Generally though, most labels feature an ingredient list and some information about the product's nutritional value: calories, fat, sugars, salt and so on. In recent decades, manufacturers have also started adding health and wellbeing benefits, aware that it helps sell their products.
All clear and obvious? Not quite.
For starters, consider the ingredient list. What manufacturers don't spell out on the front is that these are listed from most predominant to least predominant by weight. So far, so obvious, you might say. But it does lead to some labelling sleight of hand. For instance, if you look closer at a hazelnut spread label, past the pictures of nuts on the front, you'll notice that the first (and therefore biggest) ingredient is actually sugar, often followed by oil. You can find a similar pattern with breakfast cereal: even if a box advertises "wholegrain wheat" in big letters on the front, the ingredients often list sugar in a close second place. Some brands of frosted flakes, for example, have 37g of sugar for every 100g of cereal. That's roughly the same ratio as in a chocolate chip cookie.
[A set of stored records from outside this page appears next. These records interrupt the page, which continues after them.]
use std::sync::OnceLock;

use tracing_subscriber::{EnvFilter, Registry, fmt, layer::SubscriberExt};

static INIT: OnceLock<()> = OnceLock::new();

/// Initialize logging backends using `tracing`.
///
/// The `-v` count picks the default level; `RUST_LOG` still wins when set.
pub fn init(verbose: u8) {
    INIT.get_or_init(|| {
        let default = match verbose {
            0 => "warn",
            1 => "info",
            2 => "debug",
            _ => "trace",
        };
        let filter = EnvFilter::try_from_default_env().unwrap_or_else(|_| EnvFilter::new(default));
        let subscriber = Registry::default()
            .with(filter)
            .with(fmt::layer().with_target(false));
        if tracing::subscriber::set_global_default(subscriber).is_err() {
            // Ignore error if a subscriber is already set (e.g., tests).
        }
    });
}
A few, like the artificial colour E122 in cakes and sweets, may have adverse effects on children prone to hyperactivity
Lower down the ingredient list, you'll also come across names that are less recognisable than oats, sugar or nuts. In the EU, manufacturers use a system of short codes to describe additives called "E numbers", which over the years have acquired a controversial– and occasionally undeserved – reputation as dangerous and mysterious chemicals. A few, like the artificial colour E122 in cakes and sweets, may have adverse effects on children prone to hyperactivity. But others are good for you, or at least harmless: E300 is vitamin C, E948 is oxygen and E160c is paprika.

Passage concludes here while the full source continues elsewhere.